Un escenario tenebroso cubierto de árboles que prácticamente se regodean en ese claustrofóbico espacio que es capaz de conjugar en ocasiones el paraje, un caserón en mitad de un páramo escocés y pasillos, sótanos y habitaciones con inescrutables secretos por recorrer: todos ellos lugares comunes del cine de género que rara vez se emplean para incurrir en algo más que un terror mundano y ya conocido, y por lo general no son más que un marco o mero contexto para fijar las bases de algo mucho más profundo de lo que podrían evocar tales emplazamientos. Si bien es cierto que Lord of Tears, segundo largometraje del escocés Lawrie Brewster, se sirve de ellos para armar un relato con aristas y algún que otro giro que termine otorgando sentido a los misterios escondidos en esa casa y, sobre todo, a las palabras de la madre del protagonista, presas de un pasado que configura en gran medida las posibilidades del relato, no hace de esos elementos algo funcional o anecdótico.

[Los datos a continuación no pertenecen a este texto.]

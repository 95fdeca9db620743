//! Pipeline entry points
//!
//! Ties the stages together: a [`MethodSource`] produces a raw method table,
//! which is mapped onto the target flow list, collapsed and kept in a
//! [`MethodStore`] for later calls.

use crate::cache::MethodStore;
use crate::collapse::{DuplicatePolicy, collapse_indicators};
use crate::mapping::{FlowMapper, MapOptions, MappingOutcome, MappingResolver, MappingSpec};
use crate::methods::Method;
use crate::table::{self, CharacterizationTable};
use crate::{LciaError, Result};
use std::path::{Path, PathBuf};
use tracing::{error, info, warn};

/// Produces the raw characterization table of a method
pub trait MethodSource {
    fn get_method(&self, method: Method) -> Result<CharacterizationTable>;
}

/// Reads raw method tables from disk
///
/// A file path is read as is. A directory is searched for
/// `<Method::filename()>.csv`, then `.json`.
#[derive(Debug, Clone)]
pub struct TableFileSource {
    path: PathBuf,
}

impl TableFileSource {
    pub fn new(path: impl Into<PathBuf>) -> Self {
        Self { path: path.into() }
    }

    fn locate(&self, method: Method) -> Result<PathBuf> {
        if !self.path.is_dir() {
            return Ok(self.path.clone());
        }
        ["csv", "json"]
            .iter()
            .map(|ext| self.path.join(format!("{}.{ext}", method.filename())))
            .find(|p| p.is_file())
            .ok_or_else(|| {
                LciaError::io_error(
                    &self.path,
                    std::io::Error::new(
                        std::io::ErrorKind::NotFound,
                        format!("no table for {method}"),
                    ),
                )
            })
    }
}

impl MethodSource for TableFileSource {
    fn get_method(&self, method: Method) -> Result<CharacterizationTable> {
        let path = self.locate(method)?;
        info!("reading {} from {}", method, path.display());
        table::read_path(&path)
    }
}

/// Options of [`get_mapped_method`]
#[derive(Debug, Clone, Default)]
pub struct MappedMethodRequest {
    /// Keep only these indicators
    pub indicators: Option<Vec<String>>,
    /// Keep only these (sub-)methods
    pub methods: Option<Vec<String>>,
    pub resolver: MappingResolver,
    pub duplicate_policy: DuplicatePolicy,
}

impl MappedMethodRequest {
    pub fn with_indicators<I, S>(mut self, indicators: I) -> Self
    where
        I: IntoIterator<Item = S>,
        S: Into<String>,
    {
        self.indicators = Some(indicators.into_iter().map(Into::into).collect());
        self
    }

    pub fn with_methods<I, S>(mut self, methods: I) -> Self
    where
        I: IntoIterator<Item = S>,
        S: Into<String>,
    {
        self.methods = Some(methods.into_iter().map(Into::into).collect());
        self
    }

    pub fn with_resolver(mut self, resolver: MappingResolver) -> Self {
        self.resolver = resolver;
        self
    }

    pub fn with_duplicate_policy(mut self, policy: DuplicatePolicy) -> Self {
        self.duplicate_policy = policy;
        self
    }
}

/// Map `table` onto a named system or a supplied mapping table
///
/// System names resolve against the bundled tables only; use
/// [`map_flows_with`] to consult a mapping directory as well.
pub fn map_flows(
    table: &CharacterizationTable,
    spec: MappingSpec,
    options: MapOptions,
) -> Result<MappingOutcome> {
    map_flows_with(table, spec, options, &MappingResolver::default())
}

pub fn map_flows_with(
    table: &CharacterizationTable,
    spec: MappingSpec,
    options: MapOptions,
    resolver: &MappingResolver,
) -> Result<MappingOutcome> {
    let mapper = FlowMapper::from_spec(spec, options, resolver)?;
    Ok(mapper.run(table))
}

/// Mapped table of `method`, generated and stored on first use
pub fn get_mapped_method(
    method: Method,
    source: &dyn MethodSource,
    store: &dyn MethodStore,
    request: &MappedMethodRequest,
) -> Result<CharacterizationTable> {
    let stored = match store.read_method(method) {
        Ok(stored) => stored,
        Err(e) => {
            warn!("stored table of {} unreadable, regenerating: {}", method, e);
            None
        }
    };

    let mut mapped = match stored {
        Some(table) => table,
        None => {
            info!("generating {}", method);
            let raw = source.get_method(method)?;
            let meta = method.metadata();
            match &meta.mapping {
                Some(system) => {
                    let table = prepare_for_mapping(raw, meta.case_insensitive);
                    let options = MapOptions {
                        preserve_unmapped: false,
                        case_insensitive: meta.case_insensitive,
                    };
                    let outcome = map_flows_with(
                        &table,
                        MappingSpec::System(system.clone()),
                        options,
                        &request.resolver,
                    )?;
                    let collapsed =
                        collapse_indicators(&outcome.table, request.duplicate_policy).table;
                    store.store_method(&collapsed, method)?;
                    collapsed
                }
                None => raw,
            }
        }
    };

    if let Some(indicators) = &request.indicators {
        mapped = mapped.filter_indicators(indicators.as_slice());
        if mapped.is_empty() {
            error!("indicator not found: {}", indicators.join(", "));
        }
    }
    if let Some(methods) = &request.methods {
        mapped = mapped.filter_methods(methods.as_slice());
        if mapped.is_empty() {
            error!("specified method not found: {}", methods.join(", "));
        }
    }
    Ok(mapped)
}

fn prepare_for_mapping(table: CharacterizationTable, case_insensitive: bool) -> CharacterizationTable {
    if !case_insensitive {
        return table;
    }
    table
        .into_iter()
        .map(|mut row| {
            row.flowable = row.flowable.to_lowercase();
            row
        })
        .collect()
}

/// Indicators of the stored table of `method`, `None` when nothing is stored
pub fn supported_indicators(method: Method, store: &dyn MethodStore) -> Result<Option<Vec<String>>> {
    Ok(store.read_method(method)?.map(|t| t.indicators()))
}

/// Read a table, map it and write the result; used by the command line
pub fn map_file(
    input: &Path,
    output: &Path,
    spec: MappingSpec,
    options: MapOptions,
    resolver: &MappingResolver,
) -> Result<MappingOutcome> {
    let table = table::read_path(input)?;
    let outcome = map_flows_with(&table, spec, options, resolver)?;
    table::write_path(&outcome.table, output)?;
    Ok(outcome)
}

Quizá, precisamente por el hecho de tener una base sobre la que sustentar el peso de la película, cualquier otro cineasta hubiese remitido al espectador a esos lugares comunes, pero Brewster decide no pecar de obvio y más bien prefiere suscitar en esos escenarios la base de un misterio que casi se podría decir que se desgrana como si de una aventura gráfica se tratara, con el protagonista obteniendo detalles en forma de pista y explorando un espacio que, aunque pueda no parecerlo, le es totalmente desconocido. El peculiar hallazgo que realizará cuando encuentre a Eve en el caserón, quien se encarga de mantenerlo bajo unos mínimos, tampoco induce al cineasta a fomentar uno de esos «déjà vu» perpetuos en los que el personaje recién aparecido ejerce como algo más que un mecenas, y es que pese a ir conociendo poco a poco el tormento del que es parte durante las noches el protagonista, Eve prefiere mantenerse ajena a todo ello e ir descubriendo una faceta más terrenal en la figura de James.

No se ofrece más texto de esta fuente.